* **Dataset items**
[Start of Attachment]
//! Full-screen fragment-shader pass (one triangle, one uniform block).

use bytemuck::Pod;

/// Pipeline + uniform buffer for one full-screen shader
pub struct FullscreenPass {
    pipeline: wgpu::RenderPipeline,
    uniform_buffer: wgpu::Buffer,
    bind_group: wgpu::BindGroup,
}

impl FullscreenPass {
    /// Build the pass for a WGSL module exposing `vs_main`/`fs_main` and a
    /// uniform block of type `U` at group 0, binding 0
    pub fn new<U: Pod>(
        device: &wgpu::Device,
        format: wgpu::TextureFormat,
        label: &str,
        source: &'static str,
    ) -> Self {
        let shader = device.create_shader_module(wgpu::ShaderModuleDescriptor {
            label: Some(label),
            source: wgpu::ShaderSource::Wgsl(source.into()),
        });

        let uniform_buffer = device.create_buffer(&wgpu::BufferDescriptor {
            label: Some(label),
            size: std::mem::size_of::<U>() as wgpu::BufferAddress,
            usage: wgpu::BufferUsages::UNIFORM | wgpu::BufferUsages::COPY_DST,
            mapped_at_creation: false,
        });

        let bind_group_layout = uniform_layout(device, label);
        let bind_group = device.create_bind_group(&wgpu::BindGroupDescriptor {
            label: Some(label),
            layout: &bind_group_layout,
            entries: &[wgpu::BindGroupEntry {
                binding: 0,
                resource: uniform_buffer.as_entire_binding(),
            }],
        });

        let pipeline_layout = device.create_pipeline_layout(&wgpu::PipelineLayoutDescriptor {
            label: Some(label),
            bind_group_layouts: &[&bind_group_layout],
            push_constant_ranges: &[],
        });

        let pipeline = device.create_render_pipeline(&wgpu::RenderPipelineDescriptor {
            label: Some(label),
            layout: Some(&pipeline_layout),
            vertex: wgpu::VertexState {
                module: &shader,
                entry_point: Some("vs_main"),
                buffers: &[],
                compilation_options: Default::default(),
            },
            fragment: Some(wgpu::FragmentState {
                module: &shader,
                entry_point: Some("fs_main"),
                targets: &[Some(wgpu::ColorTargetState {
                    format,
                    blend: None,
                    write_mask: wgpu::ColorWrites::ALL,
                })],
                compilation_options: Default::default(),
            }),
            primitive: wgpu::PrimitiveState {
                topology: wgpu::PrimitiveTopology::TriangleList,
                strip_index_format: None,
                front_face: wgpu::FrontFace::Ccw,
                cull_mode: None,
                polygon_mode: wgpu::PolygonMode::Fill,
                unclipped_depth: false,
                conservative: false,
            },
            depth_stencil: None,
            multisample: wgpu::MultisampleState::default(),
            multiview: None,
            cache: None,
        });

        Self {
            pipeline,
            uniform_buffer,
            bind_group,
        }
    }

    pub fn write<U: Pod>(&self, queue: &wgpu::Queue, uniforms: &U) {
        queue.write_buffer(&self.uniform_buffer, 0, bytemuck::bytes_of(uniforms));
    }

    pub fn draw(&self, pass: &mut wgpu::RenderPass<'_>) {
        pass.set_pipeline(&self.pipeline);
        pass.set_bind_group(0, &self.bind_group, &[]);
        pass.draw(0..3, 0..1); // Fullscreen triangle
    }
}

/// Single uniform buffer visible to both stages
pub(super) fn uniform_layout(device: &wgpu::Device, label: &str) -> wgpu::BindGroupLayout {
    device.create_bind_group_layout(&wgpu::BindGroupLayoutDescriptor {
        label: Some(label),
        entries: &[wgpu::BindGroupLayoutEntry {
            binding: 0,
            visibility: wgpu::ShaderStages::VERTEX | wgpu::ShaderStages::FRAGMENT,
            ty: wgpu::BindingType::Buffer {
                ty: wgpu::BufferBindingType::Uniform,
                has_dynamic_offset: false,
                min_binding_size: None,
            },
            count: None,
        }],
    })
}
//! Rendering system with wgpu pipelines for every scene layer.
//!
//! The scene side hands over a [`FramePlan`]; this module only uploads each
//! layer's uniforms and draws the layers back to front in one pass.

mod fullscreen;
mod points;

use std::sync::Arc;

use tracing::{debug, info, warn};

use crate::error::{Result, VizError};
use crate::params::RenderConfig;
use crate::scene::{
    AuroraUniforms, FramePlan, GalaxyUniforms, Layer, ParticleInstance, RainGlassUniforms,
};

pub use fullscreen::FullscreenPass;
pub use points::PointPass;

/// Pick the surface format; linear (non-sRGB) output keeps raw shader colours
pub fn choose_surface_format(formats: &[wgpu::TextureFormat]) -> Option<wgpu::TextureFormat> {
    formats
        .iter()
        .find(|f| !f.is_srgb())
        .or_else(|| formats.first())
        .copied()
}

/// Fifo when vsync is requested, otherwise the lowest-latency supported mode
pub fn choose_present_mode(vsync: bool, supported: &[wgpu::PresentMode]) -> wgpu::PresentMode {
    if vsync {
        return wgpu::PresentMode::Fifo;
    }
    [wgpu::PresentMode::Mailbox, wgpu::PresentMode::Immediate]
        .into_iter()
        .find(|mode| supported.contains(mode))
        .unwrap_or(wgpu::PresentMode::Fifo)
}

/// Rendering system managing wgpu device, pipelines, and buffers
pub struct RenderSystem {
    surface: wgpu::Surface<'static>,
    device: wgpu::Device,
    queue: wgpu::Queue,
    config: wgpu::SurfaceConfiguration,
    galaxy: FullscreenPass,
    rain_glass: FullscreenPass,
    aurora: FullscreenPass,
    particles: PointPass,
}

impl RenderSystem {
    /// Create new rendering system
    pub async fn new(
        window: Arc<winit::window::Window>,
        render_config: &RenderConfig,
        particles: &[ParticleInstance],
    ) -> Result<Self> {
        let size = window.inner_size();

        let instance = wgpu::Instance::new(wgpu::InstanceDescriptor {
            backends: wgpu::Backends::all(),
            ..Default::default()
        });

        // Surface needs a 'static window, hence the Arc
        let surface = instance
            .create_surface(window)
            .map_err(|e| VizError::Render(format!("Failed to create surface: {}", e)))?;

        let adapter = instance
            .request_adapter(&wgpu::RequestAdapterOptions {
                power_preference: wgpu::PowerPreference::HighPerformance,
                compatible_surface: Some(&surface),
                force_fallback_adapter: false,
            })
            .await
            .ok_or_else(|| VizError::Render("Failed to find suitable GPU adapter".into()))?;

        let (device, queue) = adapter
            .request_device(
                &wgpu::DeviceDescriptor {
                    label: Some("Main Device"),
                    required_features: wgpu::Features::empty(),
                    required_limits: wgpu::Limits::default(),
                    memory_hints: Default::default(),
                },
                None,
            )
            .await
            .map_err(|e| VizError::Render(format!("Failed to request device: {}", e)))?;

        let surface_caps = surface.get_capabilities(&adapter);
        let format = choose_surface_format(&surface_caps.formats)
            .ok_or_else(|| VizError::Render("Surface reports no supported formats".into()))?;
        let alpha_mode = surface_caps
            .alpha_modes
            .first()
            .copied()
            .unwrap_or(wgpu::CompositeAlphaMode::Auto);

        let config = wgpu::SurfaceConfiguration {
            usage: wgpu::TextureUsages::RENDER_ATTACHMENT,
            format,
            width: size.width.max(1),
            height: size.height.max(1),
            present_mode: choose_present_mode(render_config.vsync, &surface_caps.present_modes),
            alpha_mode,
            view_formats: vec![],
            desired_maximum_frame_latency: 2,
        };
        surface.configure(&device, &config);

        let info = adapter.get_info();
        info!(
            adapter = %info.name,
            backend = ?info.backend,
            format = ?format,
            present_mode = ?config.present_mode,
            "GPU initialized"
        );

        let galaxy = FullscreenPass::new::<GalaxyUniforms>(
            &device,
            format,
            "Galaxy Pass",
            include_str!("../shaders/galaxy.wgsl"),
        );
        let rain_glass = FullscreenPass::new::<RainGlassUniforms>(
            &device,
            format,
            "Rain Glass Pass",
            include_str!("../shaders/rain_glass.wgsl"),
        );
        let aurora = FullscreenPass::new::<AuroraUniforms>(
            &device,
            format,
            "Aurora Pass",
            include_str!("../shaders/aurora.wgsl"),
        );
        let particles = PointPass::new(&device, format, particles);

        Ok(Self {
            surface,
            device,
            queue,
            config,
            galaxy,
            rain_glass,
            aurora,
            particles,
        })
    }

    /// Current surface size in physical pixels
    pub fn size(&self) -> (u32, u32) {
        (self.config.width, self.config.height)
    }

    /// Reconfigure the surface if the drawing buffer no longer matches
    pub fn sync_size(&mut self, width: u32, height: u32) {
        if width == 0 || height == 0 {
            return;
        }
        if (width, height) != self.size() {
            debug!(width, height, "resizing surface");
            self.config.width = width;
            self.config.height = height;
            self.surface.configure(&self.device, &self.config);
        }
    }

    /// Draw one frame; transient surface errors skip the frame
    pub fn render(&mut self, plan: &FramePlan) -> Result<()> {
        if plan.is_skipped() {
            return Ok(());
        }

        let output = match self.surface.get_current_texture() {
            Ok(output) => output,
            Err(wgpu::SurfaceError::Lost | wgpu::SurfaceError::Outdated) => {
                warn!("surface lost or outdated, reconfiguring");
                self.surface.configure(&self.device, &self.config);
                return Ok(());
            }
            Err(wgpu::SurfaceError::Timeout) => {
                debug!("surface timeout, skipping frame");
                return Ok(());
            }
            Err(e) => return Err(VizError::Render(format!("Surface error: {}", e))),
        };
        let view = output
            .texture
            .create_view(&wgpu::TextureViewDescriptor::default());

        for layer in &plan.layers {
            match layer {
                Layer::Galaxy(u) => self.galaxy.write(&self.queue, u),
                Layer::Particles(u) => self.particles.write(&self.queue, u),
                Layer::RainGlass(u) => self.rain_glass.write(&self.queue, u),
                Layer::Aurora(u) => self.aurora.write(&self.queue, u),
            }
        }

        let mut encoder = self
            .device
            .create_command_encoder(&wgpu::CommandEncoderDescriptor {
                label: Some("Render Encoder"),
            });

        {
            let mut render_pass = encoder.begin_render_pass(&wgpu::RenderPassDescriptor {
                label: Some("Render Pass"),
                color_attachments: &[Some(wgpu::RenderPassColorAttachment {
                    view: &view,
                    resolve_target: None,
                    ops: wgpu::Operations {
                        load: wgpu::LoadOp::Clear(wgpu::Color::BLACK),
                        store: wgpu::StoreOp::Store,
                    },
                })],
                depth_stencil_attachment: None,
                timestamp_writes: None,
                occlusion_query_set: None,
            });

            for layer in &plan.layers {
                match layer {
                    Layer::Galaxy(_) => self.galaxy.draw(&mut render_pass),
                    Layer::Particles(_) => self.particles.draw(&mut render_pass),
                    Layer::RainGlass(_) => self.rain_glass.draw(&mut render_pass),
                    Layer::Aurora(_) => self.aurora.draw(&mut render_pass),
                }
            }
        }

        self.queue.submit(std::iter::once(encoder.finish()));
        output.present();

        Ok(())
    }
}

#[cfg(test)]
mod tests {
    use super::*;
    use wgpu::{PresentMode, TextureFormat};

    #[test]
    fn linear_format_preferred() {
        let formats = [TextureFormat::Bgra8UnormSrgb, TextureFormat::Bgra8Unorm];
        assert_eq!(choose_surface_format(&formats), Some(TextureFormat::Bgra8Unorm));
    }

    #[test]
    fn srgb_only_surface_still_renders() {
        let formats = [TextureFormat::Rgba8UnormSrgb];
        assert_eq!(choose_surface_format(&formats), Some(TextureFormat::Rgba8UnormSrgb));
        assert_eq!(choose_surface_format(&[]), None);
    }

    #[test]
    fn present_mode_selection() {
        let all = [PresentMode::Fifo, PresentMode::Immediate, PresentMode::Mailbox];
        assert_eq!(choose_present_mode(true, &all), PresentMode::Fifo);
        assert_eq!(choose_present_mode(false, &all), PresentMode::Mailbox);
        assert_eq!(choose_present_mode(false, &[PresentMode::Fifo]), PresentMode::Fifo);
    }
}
[End of Attachment]
* **Task brief**
All lines carrying the word "super" must be copied from the data above.

* **Task response**
pub(super) fn uniform_layout(device: &wgpu::Device, label: &str) -> wgpu::BindGroupLayout {
    use super::*;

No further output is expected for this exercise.